(Stored data)
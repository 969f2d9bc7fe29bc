//! A simulator wrapper

use std::path::Path;

use env_logger::Env;
use log::{debug, info, warn};

use crate::cpu::{SimPolicy, CPU, NUM_PROCESSORS};
use crate::error::{SimulatorResult, TraceError};
use crate::instruction::{Instruction, Op};
use crate::memory::MEMORY_WORDS;
use crate::metrics::MetricsSnapshot;
use crate::protocol::ProtocolKind;

/// Set up logging for the binaries.
/// `COHERENCE_LOG` overrides the level chosen by the verbose flag.
pub fn init_logger(verbose: bool) {
    let env = Env::default()
        .filter_or("COHERENCE_LOG", if verbose { "debug" } else { "warn" })
        .write_style_or("COHERENCE_LOG_STYLE", "auto");
    // A second initialization is harmless
    if env_logger::Builder::from_env(env)
        .format_timestamp(None)
        .try_init()
        .is_err()
    {
        debug!("Logger already initialized");
    }
}

/// Generate the policy's instructions, replay them and check the caches
pub fn run(policy: SimPolicy) -> SimulatorResult<CPU> {
    policy.validate()?;

    let mut cpu = CPU::make(policy);
    cpu.generate_instructions(policy.instruction_count);
    cpu.run_simulation();
    cpu.bus().verify_coherence()?;

    Ok(cpu)
}

/// Replay a given instruction list instead of a generated one
pub fn run_instructions(
    policy: SimPolicy,
    mut instructions: Vec<Instruction>,
) -> SimulatorResult<CPU> {
    policy.validate()?;

    let mut cpu = CPU::make(policy);
    let n = instructions.len();
    cpu.load_instructions(&mut instructions, n);
    cpu.run_simulation();
    cpu.bus().verify_coherence()?;

    Ok(cpu)
}

/// Run MESI and MOESI over the same memory contents and instructions
pub fn run_comparison(mut policy: SimPolicy) -> SimulatorResult<Vec<CPU>> {
    policy.validate()?;
    if policy.seed.is_none() {
        policy.seed = Some(rand::random());
    }
    info!("Comparing protocols with seed {:?}", policy.seed);

    ProtocolKind::ALL
        .iter()
        .map(|&protocol| run(SimPolicy { protocol, ..policy }))
        .collect()
}

/// Pair each run with its snapshot, for the report writers
pub fn snapshots(cpus: &[CPU]) -> Vec<(ProtocolKind, MetricsSnapshot)> {
    cpus.iter()
        .map(|cpu| (cpu.protocol(), cpu.metrics_snapshot()))
        .collect()
}

fn parse_error(path: &Path, line: usize, reason: String) -> TraceError {
    TraceError::ParseError { path: path.to_path_buf(), line, reason }
}

/// Fetch instructions from a trace file.
/// Each line reads `processor r address` or `processor w address value`;
/// blank lines and `#` comments are skipped.
pub fn fetch_instructions(
    trace_path: impl AsRef<Path>,
) -> SimulatorResult<Vec<Instruction>> {
    let path = trace_path.as_ref();
    let content = std::fs::read_to_string(path)
        .map_err(|e| TraceError::FileReadError(path.to_path_buf(), e))?;
    let mut instructions = Vec::new();

    for (line_num, line) in content.lines().enumerate() {
        let line_num = line_num + 1;
        let line = line.trim();
        if line.is_empty() || line.starts_with('#') {
            continue;
        }

        let parts: Vec<&str> = line.split_whitespace().collect();
        if parts.len() < 3 || parts.len() > 4 {
            return Err(parse_error(
                path,
                line_num,
                "expected 'processor op address [value]'".to_string(),
            )
            .into());
        }

        let processor: usize = parts[0].parse().map_err(|_| {
            parse_error(path, line_num, format!("invalid processor '{}'", parts[0]))
        })?;
        if processor >= NUM_PROCESSORS {
            return Err(parse_error(
                path,
                line_num,
                format!("processor {} out of range 0..{}", processor, NUM_PROCESSORS),
            )
            .into());
        }

        let op = match parts[1] {
            "r" | "R" => Op::Read,
            "w" | "W" => Op::Write,
            other => {
                return Err(parse_error(
                    path,
                    line_num,
                    format!("invalid operation '{}': expected 'r' or 'w'", other),
                )
                .into())
            }
        };

        let address: usize = parts[2].parse().map_err(|_| {
            parse_error(path, line_num, format!("invalid address '{}'", parts[2]))
        })?;
        if address >= MEMORY_WORDS {
            return Err(parse_error(
                path,
                line_num,
                format!("address {} out of range 0..{}", address, MEMORY_WORDS),
            )
            .into());
        }

        let value = match (op, parts.get(3)) {
            (_, Some(raw)) => raw.parse().map_err(|_| {
                parse_error(path, line_num, format!("invalid value '{}'", raw))
            })?,
            (Op::Read, None) => 0,
            (Op::Write, None) => {
                return Err(parse_error(
                    path,
                    line_num,
                    "a write needs a value".to_string(),
                )
                .into())
            }
        };

        instructions.push(Instruction { processor, op, address, value });
    }

    if instructions.is_empty() {
        warn!("Trace '{}' holds no instructions", path.display());
    }
    Ok(instructions)
}

/// Run simulation on the given trace file
pub fn run_trace(
    policy: SimPolicy,
    trace_path: impl AsRef<Path>,
) -> SimulatorResult<CPU> {
    let instructions = fetch_instructions(trace_path)?;
    run_instructions(policy, instructions)
}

WORK REQUIRED — Look through the records and gather every line containing "usize".

WRITTEN SOLUTION —
fn parse_error(path: &Path, line: usize, reason: String) -> TraceError {
        let processor: usize = parts[0].parse().map_err(|_| {
        let address: usize = parts[2].parse().map_err(|_| {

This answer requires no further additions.